(Stored data entries)
┏━━

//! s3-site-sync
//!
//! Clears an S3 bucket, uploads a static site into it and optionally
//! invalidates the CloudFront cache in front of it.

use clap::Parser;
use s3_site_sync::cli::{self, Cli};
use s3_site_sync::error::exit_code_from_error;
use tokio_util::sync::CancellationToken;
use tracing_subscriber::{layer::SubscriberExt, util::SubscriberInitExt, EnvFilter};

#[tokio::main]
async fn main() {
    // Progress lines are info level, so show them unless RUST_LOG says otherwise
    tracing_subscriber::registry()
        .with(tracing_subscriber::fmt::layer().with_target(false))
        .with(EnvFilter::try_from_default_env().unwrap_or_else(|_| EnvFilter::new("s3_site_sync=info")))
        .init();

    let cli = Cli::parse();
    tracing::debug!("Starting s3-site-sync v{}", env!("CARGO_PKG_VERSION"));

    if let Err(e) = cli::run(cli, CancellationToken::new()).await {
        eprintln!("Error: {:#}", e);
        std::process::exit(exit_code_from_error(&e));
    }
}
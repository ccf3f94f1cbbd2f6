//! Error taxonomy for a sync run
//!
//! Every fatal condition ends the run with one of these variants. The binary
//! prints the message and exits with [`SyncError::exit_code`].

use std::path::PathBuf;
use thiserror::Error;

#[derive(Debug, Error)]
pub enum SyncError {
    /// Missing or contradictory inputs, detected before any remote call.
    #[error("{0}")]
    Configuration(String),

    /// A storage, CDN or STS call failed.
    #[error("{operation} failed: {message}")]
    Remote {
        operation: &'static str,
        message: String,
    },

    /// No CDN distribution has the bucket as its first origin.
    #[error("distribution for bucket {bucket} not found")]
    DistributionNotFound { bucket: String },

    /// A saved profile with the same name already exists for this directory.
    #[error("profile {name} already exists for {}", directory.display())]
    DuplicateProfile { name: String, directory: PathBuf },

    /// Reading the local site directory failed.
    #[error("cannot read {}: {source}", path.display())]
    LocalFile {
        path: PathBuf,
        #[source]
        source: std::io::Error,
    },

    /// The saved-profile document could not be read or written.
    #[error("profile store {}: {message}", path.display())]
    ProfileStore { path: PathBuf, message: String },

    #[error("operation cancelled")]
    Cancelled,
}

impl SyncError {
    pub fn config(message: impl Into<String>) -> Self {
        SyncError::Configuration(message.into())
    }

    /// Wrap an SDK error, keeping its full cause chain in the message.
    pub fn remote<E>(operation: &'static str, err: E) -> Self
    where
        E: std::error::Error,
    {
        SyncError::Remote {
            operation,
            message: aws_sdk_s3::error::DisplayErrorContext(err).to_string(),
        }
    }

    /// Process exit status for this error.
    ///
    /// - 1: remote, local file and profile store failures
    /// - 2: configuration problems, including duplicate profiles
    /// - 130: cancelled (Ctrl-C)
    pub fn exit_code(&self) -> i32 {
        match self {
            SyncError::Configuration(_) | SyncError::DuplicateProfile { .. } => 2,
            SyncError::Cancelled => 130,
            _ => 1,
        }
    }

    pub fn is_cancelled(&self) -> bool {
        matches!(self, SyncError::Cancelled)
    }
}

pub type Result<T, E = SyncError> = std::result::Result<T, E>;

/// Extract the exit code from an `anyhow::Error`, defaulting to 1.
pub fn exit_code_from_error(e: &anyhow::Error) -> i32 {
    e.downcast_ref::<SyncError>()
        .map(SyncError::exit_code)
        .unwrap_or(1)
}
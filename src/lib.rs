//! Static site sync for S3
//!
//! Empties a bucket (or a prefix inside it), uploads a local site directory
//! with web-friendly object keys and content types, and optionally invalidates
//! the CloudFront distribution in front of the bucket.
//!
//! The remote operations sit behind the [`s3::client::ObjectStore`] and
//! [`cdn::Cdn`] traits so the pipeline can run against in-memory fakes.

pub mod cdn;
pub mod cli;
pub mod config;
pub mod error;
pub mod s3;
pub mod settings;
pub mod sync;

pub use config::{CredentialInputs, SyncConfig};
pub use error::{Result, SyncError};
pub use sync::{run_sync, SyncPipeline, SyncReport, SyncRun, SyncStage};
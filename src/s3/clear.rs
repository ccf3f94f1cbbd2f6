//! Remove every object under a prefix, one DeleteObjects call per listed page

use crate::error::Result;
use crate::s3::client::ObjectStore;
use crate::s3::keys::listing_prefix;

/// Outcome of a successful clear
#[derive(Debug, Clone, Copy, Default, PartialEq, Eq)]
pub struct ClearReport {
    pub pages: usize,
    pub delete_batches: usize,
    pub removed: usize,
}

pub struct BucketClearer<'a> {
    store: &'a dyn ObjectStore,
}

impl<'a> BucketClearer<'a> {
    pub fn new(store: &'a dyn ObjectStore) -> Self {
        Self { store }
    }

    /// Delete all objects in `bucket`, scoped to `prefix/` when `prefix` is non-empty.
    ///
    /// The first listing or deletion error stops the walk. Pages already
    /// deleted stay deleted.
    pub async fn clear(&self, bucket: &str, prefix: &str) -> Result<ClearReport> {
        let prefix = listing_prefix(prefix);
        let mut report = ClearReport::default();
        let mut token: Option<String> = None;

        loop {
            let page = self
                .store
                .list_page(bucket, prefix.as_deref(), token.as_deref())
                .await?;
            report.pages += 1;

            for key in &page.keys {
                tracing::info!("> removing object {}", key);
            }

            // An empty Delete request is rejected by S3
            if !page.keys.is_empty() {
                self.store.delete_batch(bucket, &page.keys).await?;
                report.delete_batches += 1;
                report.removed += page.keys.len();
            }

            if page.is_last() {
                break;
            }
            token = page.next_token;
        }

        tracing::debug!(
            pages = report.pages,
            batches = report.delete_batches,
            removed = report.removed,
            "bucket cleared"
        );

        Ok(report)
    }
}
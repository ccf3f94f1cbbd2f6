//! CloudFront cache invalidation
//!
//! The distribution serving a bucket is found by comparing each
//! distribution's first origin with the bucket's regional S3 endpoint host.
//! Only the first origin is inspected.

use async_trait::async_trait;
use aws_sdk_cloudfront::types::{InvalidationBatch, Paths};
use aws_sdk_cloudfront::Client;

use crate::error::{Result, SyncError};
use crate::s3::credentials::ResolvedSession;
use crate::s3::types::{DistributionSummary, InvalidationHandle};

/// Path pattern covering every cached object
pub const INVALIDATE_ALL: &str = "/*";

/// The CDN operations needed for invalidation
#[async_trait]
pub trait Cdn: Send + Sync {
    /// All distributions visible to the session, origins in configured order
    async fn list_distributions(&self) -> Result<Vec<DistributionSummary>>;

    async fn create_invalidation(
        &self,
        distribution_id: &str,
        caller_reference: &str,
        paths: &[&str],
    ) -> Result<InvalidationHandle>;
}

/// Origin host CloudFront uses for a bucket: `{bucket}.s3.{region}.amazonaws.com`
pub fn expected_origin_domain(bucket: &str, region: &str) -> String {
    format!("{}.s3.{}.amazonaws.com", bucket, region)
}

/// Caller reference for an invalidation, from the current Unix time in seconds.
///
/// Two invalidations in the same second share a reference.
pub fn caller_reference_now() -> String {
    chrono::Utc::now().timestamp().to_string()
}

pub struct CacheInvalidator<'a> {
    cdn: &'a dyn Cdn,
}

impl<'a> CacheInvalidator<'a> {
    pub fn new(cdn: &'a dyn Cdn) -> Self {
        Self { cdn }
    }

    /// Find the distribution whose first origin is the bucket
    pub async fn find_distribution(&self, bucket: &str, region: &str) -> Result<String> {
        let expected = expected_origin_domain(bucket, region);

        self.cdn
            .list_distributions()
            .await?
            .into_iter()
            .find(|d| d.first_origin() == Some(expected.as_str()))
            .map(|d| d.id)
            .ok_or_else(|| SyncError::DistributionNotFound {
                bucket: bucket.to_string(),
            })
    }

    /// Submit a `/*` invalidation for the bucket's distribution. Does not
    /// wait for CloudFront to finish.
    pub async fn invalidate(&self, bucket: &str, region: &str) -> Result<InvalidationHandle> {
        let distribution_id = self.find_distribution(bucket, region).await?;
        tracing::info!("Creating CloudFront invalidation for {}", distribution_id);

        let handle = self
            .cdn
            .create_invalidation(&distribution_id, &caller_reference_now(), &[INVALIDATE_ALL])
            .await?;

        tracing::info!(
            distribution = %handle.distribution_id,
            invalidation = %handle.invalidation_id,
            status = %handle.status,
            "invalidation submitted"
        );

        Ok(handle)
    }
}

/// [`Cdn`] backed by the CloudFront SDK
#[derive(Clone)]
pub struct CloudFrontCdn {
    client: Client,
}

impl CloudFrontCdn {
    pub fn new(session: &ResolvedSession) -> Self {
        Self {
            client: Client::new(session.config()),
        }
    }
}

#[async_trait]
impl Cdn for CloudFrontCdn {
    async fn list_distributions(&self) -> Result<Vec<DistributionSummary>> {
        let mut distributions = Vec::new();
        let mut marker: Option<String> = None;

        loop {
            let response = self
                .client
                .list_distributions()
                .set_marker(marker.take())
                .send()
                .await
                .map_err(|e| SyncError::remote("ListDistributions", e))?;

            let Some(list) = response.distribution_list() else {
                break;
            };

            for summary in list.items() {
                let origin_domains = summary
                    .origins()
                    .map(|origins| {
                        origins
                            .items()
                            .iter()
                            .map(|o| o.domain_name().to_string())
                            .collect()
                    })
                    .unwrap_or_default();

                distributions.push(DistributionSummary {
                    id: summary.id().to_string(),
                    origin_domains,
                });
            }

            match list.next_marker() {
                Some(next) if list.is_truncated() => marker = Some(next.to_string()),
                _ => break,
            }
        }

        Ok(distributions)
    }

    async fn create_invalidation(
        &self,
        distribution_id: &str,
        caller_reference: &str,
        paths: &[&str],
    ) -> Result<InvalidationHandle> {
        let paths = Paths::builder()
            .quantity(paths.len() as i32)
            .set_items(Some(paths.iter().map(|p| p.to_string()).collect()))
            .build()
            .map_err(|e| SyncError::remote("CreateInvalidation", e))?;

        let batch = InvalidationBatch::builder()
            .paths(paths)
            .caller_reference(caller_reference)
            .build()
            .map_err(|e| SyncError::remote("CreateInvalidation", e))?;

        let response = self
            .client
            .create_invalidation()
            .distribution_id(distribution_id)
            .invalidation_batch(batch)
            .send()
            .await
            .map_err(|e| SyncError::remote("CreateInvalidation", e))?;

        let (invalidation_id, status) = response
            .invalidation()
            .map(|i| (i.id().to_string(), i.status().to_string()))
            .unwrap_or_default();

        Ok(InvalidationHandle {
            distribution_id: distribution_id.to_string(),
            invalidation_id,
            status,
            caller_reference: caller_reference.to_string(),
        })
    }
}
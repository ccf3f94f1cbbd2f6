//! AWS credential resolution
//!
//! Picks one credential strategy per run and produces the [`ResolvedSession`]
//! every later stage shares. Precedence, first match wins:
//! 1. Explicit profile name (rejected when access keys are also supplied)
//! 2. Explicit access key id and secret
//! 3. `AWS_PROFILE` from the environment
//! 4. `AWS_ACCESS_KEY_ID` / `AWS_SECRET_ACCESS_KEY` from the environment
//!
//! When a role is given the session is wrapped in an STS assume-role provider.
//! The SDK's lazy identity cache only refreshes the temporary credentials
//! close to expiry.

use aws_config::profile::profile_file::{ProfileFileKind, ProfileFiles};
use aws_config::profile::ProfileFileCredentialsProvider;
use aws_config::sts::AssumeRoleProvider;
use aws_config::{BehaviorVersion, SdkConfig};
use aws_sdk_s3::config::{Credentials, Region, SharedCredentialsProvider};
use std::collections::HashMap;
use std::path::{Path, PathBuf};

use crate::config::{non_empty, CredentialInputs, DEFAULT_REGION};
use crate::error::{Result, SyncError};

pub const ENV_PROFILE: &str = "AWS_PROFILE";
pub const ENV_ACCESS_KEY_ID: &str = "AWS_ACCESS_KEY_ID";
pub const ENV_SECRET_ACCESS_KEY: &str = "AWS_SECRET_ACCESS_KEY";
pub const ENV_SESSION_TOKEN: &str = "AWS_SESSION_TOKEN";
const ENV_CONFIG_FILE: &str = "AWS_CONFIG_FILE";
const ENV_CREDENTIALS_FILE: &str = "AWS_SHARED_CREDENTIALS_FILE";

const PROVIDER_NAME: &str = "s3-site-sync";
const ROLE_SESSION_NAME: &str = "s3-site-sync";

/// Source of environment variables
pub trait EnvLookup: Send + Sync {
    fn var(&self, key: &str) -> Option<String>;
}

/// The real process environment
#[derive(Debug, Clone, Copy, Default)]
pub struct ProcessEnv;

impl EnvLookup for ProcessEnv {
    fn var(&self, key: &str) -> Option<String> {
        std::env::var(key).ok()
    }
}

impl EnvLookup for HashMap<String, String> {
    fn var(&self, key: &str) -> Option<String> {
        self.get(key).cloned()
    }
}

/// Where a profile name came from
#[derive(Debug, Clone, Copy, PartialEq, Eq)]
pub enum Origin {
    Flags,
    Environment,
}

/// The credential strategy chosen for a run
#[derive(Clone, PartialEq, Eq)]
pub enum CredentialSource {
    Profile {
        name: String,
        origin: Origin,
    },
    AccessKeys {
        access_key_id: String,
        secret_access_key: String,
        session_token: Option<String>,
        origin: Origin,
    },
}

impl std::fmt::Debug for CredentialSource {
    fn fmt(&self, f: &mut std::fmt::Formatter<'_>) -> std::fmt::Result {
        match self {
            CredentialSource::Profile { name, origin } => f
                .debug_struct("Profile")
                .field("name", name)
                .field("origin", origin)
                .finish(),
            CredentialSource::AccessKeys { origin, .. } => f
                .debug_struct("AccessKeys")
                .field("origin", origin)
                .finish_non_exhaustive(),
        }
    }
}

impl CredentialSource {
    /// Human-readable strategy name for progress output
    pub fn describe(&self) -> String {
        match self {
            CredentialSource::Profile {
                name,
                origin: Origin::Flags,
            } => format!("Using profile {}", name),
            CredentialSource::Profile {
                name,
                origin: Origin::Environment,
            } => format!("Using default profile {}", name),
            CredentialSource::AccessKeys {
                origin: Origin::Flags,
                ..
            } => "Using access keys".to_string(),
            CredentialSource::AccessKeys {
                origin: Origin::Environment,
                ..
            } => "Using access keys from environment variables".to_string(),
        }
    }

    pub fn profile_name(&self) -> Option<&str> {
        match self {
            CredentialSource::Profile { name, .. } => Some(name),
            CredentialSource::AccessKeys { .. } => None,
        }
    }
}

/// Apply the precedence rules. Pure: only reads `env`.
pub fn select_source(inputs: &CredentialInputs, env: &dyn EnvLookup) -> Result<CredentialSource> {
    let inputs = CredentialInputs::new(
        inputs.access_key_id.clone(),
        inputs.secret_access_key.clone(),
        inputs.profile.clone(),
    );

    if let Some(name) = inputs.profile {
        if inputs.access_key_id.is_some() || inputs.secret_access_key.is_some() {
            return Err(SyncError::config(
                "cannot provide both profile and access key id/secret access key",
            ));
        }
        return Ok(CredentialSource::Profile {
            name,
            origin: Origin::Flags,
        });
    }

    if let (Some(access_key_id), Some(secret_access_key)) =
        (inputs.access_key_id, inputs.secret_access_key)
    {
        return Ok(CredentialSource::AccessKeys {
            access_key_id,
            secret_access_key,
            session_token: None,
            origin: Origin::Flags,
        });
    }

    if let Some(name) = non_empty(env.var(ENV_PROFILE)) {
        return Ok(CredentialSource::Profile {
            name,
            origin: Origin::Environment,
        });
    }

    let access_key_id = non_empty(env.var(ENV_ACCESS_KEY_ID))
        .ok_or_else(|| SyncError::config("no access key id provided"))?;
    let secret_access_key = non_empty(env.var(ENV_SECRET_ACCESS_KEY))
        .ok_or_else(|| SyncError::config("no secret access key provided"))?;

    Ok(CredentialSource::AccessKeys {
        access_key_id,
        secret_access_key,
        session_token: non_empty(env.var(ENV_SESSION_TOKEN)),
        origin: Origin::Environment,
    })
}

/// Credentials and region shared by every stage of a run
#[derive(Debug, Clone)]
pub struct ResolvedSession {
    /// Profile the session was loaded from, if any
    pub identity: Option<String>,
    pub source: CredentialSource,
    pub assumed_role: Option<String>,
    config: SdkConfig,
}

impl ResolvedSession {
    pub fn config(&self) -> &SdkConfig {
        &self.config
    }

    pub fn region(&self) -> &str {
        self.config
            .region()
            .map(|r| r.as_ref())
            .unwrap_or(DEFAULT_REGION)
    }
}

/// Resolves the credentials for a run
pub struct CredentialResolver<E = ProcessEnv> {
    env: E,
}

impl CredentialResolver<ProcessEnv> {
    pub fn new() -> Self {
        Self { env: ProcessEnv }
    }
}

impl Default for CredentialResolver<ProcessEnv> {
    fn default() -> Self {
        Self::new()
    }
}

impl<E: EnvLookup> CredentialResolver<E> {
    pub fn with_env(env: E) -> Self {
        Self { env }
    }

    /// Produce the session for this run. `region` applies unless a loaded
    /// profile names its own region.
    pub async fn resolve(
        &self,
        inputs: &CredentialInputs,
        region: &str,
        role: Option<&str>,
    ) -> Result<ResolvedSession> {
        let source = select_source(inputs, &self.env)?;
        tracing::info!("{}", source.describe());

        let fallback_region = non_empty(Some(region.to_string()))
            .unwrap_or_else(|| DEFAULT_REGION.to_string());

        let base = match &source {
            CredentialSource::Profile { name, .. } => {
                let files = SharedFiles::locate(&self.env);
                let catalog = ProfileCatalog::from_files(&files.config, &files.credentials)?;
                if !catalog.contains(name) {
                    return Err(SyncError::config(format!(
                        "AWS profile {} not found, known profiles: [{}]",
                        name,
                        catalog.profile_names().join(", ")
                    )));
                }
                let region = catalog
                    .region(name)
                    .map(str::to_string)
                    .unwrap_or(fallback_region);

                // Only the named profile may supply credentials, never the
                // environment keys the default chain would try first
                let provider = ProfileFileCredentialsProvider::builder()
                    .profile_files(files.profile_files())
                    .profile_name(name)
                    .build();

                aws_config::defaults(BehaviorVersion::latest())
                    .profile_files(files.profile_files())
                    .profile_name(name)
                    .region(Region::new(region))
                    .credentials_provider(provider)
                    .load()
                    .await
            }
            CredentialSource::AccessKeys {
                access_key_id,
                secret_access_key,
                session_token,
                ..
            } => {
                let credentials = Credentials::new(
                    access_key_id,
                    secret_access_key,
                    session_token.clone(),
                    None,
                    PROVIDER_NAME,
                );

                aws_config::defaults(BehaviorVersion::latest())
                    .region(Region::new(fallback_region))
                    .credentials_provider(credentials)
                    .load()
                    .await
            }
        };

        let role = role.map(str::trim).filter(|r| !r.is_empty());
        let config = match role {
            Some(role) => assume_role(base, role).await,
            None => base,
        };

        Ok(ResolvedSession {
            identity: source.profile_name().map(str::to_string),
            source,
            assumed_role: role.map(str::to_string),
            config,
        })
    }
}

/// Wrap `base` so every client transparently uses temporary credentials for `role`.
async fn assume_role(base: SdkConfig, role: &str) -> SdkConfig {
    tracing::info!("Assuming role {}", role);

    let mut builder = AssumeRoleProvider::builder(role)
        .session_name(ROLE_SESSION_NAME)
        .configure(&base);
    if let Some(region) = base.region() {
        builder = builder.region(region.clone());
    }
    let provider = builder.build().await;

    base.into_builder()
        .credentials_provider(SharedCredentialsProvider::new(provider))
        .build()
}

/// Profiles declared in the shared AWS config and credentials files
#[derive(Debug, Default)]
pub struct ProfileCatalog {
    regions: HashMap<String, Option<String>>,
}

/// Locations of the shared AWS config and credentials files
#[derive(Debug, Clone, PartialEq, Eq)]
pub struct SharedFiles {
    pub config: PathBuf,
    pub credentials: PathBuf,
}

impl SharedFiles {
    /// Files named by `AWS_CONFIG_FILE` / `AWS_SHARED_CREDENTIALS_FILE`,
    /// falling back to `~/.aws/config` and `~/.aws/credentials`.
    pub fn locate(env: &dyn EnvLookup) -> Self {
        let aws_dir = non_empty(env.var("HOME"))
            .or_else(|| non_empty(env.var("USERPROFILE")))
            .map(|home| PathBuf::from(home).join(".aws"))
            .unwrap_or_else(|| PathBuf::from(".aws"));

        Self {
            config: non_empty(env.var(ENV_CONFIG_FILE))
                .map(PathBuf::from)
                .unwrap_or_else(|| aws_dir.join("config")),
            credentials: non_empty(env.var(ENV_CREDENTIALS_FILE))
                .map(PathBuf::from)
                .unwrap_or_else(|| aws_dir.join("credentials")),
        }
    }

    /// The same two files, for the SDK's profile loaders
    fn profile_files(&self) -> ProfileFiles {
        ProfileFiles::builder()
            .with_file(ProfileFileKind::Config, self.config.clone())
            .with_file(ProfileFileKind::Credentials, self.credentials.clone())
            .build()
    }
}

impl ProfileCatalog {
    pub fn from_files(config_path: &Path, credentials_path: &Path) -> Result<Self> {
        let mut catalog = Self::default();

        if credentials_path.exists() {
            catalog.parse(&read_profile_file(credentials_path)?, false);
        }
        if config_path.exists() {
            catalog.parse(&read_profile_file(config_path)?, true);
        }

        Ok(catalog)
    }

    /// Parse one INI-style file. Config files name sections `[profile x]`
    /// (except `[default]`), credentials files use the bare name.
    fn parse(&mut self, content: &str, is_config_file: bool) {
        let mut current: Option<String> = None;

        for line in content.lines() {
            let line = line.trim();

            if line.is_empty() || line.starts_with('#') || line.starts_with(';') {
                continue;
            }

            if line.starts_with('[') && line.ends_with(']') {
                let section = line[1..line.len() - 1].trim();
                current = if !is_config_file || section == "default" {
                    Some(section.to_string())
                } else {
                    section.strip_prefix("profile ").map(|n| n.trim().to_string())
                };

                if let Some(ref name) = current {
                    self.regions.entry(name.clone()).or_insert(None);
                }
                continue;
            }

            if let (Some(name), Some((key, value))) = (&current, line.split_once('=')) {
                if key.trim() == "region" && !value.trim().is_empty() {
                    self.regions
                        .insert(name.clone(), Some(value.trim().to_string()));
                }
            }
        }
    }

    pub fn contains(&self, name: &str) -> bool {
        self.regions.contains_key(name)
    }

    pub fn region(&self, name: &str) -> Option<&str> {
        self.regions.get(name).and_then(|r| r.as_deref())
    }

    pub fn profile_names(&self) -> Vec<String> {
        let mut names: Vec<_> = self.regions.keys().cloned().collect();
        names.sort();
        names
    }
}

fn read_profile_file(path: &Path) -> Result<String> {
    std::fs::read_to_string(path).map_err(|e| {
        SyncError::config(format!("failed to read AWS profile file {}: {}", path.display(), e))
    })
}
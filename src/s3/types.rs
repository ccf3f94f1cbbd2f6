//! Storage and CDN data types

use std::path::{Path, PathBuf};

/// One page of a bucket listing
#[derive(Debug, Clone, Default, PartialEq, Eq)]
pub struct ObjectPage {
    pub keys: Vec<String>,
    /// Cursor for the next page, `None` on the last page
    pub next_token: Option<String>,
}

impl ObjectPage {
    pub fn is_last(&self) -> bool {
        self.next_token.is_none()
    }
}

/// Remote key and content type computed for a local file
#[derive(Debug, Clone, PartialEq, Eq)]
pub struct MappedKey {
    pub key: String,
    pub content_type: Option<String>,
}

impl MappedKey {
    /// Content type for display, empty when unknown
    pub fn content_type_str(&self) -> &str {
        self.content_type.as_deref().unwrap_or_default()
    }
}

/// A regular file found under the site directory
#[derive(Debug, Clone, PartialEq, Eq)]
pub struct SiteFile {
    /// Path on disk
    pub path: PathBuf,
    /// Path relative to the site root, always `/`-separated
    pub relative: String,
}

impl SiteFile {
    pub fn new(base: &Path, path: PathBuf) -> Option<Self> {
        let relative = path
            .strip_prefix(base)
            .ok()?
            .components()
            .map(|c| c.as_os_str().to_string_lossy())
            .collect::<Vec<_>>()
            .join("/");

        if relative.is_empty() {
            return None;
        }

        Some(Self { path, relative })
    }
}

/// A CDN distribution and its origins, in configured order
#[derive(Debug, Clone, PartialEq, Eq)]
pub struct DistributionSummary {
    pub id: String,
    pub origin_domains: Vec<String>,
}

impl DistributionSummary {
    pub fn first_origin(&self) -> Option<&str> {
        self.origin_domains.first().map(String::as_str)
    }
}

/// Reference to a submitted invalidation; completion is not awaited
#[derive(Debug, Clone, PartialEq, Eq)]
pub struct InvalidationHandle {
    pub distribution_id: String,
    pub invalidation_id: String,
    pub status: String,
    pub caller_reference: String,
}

┗━━

WHAT THE TASK ASKS>
Exact copies of the lines from the start of the data up to the line holding "use s3_site_sync::error::exit_code_from_error;", both included, are all that is needed.

SOLUTION TO THIS EXERCISE>
//! s3-site-sync
//!
//! Clears an S3 bucket, uploads a static site into it and optionally
//! invalidates the CloudFront cache in front of it.

use clap::Parser;
use s3_site_sync::cli::{self, Cli};
use s3_site_sync::error::exit_code_from_error;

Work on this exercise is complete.